Wednesday, December 31, 2025

On my view, once all the dust settles, Science-as-ontology—that is, metaphysical naturalism/physicalism plus strong scientific realism—is best seen as one powerful Tier‑2 tradition among others, not as the neutral frame in which all other outlooks must be judged.

By “Science-as-ontology” here, I mean not laboratory practice or domain‑specific theory, but a thick metaphysical package: whatever exists is physical or wholly dependent on the physical; our best or future natural science will, in principle, fix the complete ontology of the universe; anything that cannot be described in that vocabulary is not ultimately real. This is the form of scientific realism with a capital R that Putnam later abandoned—the “God’s‑eye” picture of a single, theory‑independent total description which our mature science is supposedly converging toward.

Historically, this Tier‑2 formation has roots in 19th‑ and 20th‑century successes of physics, chemistry, and biology, in Victorian and early modern naturalisms, and in the secular humanisms of figures like Einstein and Dewey who explicitly rejected any “supernatural” realm and identified reality with what a completed science would describe. In contemporary philosophy, it shows up as the default physicalism reported in surveys of professional metaphysicians and philosophers of mind, frequently coupled with robust scientific realism about unobservables and with the assumption that scientific ontology is the answer to Quine’s “What is there?”. In psychiatry and medicine, it underwrites biopsychosocial models that, in practice, treat every legitimate phenomenon—pain, mood, “stress,” religious experience—as something that must have, in the end, a discoverable physical mechanism.

Seen through the Tier‑1/Tier‑2 distinction, this is not “the view from nowhere”; it is one thick, historically situated worldview: secular, physicalist, empiricist, wedded to a particular image of Nature as a closed, law‑governed totality. It sits alongside other Tier‑2 traditions (religious, philosophical, ideological), overlaps with them in some places and conflicts in others, and exerts a strong cultural and institutional pull—especially in universities, philosophy departments, and clinical sciences. But it is still a tradition: it has origins, exemplars, canonical texts, tacit norms, and blind spots. It is powerful and often epistemically privileged in many domains, yet it remains one tradition among many, not a metaphysically guaranteed map of Reality as a whole.

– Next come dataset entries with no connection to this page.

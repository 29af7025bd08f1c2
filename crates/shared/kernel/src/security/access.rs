//! Role-gated shells.
//!
//! Every protected area of the storefront (account, admin console, vendor console) runs the same
//! check against the current [`AuthState`]. The check is pure: callers decide how to render a
//! denial and whether to follow the redirect.

use crate::domain::identity::{AuthState, Role, RoleSet};

/// A protected layout and the roles it admits.
#[derive(Debug, Clone, Copy, PartialEq, Eq, Hash)]
pub enum Shell {
    Account,
    Admin,
    Vendor,
}

impl Shell {
    #[must_use]
    pub const fn allowed(self) -> RoleSet {
        match self {
            Self::Account => RoleSet::CUSTOMER.union(RoleSet::ADMIN),
            Self::Admin => RoleSet::ADMIN,
            Self::Vendor => RoleSet::VENDOR.union(RoleSet::ADMIN),
        }
    }

    #[must_use]
    pub const fn login_path(self) -> &'static str {
        match self {
            Self::Account => "/login",
            Self::Admin => "/admin/login",
            Self::Vendor => "/vendor/login",
        }
    }

    /// Only the admin console sends unauthorized visitors to its login page.
    #[must_use]
    pub const fn redirects_on_denial(self) -> bool {
        matches!(self, Self::Admin)
    }
}

/// Outcome of [`check_access`].
#[derive(Debug, Clone, PartialEq, Eq)]
pub enum Access {
    /// Session restore still running. Render a placeholder, never redirect.
    Loading,
    Authorized(Role),
    Denied { redirect: Option<String> },
}

impl Access {
    #[must_use]
    pub const fn is_authorized(&self) -> bool {
        matches!(self, Self::Authorized(_))
    }

    #[must_use]
    pub fn redirect(&self) -> Option<&str> {
        match self {
            Self::Denied { redirect } => redirect.as_deref(),
            _ => None,
        }
    }
}

/// Decides whether `auth` may enter `shell`.
///
/// `destination` is the path the visitor asked for; on an admin denial it is carried through the
/// login page as the `redirect` query parameter.
#[must_use]
pub fn check_access(auth: &AuthState, shell: Shell, destination: &str) -> Access {
    let user = match auth {
        AuthState::Loading => return Access::Loading,
        AuthState::Anonymous => None,
        AuthState::Authenticated(user) => Some(user),
    };

    if let Some(user) = user
        && shell.allowed().allows(user.role)
    {
        return Access::Authorized(user.role);
    }

    let redirect = shell.redirects_on_denial().then(|| {
        format!("{}?redirect={}", shell.login_path(), urlencoding::encode(destination))
    });

    tracing::debug!(?shell, destination, role = ?user.map(|u| u.role), "Access denied");
    Access::Denied { redirect }
}

#[cfg(test)]
mod tests {
    use super::*;
    use crate::domain::identity::User;

    fn signed_in(role: Role) -> AuthState {
        AuthState::Authenticated(User {
            id: "u1".to_owned(),
            name: "Test".to_owned(),
            email: None,
            role,
        })
    }

    #[test]
    fn loading_never_redirects() {
        for shell in [Shell::Account, Shell::Admin, Shell::Vendor] {
            assert_eq!(check_access(&AuthState::Loading, shell, "/admin/orders"), Access::Loading);
        }
    }

    #[test]
    fn role_table() {
        assert!(check_access(&signed_in(Role::Customer), Shell::Account, "/").is_authorized());
        assert!(check_access(&signed_in(Role::Admin), Shell::Account, "/").is_authorized());
        assert!(!check_access(&signed_in(Role::Vendor), Shell::Account, "/").is_authorized());

        assert!(check_access(&signed_in(Role::Admin), Shell::Admin, "/").is_authorized());
        assert!(!check_access(&signed_in(Role::Customer), Shell::Admin, "/").is_authorized());

        assert!(check_access(&signed_in(Role::Vendor), Shell::Vendor, "/").is_authorized());
        assert!(check_access(&signed_in(Role::Admin), Shell::Vendor, "/").is_authorized());
        assert!(!check_access(&signed_in(Role::Customer), Shell::Vendor, "/").is_authorized());
    }

    #[test]
    fn admin_denial_carries_destination() {
        let access = check_access(&AuthState::Anonymous, Shell::Admin, "/admin/orders?page=2");
        assert_eq!(access.redirect(), Some("/admin/login?redirect=%2Fadmin%2Forders%3Fpage%3D2"));
    }

    #[test]
    fn other_shells_deny_without_redirect() {
        let access = check_access(&signed_in(Role::Customer), Shell::Vendor, "/vendor");
        assert_eq!(access, Access::Denied { redirect: None });
    }
}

On reflection, treating physicalist scientific realism as the ontology of reality is speculative metaphysics because its strongest claims go far beyond what even the best scientific practice actually delivers. Science gives us a patchwork of powerful, domain‑specific theories, impressive technologies, and an evolving set of models that work astonishingly well in many contexts. What it does not give us is a single, unified, evidence‑based demonstration that there is a closed, fixed “object domain” of all that exists, exhaustively characterizable in current or foreseeable physical terms. In practice, we see unresolved fractures (GR vs. QM, dark matter/energy, the hard problem of consciousness, the messy state of psychiatric aetiology), interpretive underdetermination (quantum interpretations, competing models in cosmology and neuroscience), and extensive use of idiopathic and functional labels where mechanisms are unknown. Elevating this fallible, fragmentary picture into a final account of “Nature/Reality as a whole” is an extra philosophical move, not something forced on us by the data.

The view is also structurally incoherent in the way it polices its own boundary. By asserting that “everything is physical or wholly depends on the physical” and “there is no supernatural,” it defines “nature” in purely negative, a priori terms: whatever turns out to be real must, by stipulation, be natural. Any future discovery—panpsychist micro‑subjects, radically new field‑like phenomena, forms of experience that do not fit current categories—will simply be reclassified as “natural” after the fact. This makes “naturalism” unfalsifiable as a global thesis: no possible observation could count as evidence that reality exceeds the current frame, because the frame expands by definition. The same picture then downgrades or redescribes first‑person qualia, thick moral concepts, and religious or depth‑psychological experiences from a purported “view from nowhere,” even though its own third‑person methods depend in practice on precisely those inner perspectives and normative judgments (about what counts as evidence, reliability, harm, or improvement) that it claims to reduce. In that sense, physicalist scientific realism is not just an overgeneralization from good scientific practice; it is a self‑insulating metaphysics that quietly relies on, and then disowns, the very first‑person and normative phenomena it needs in order for science to function at all.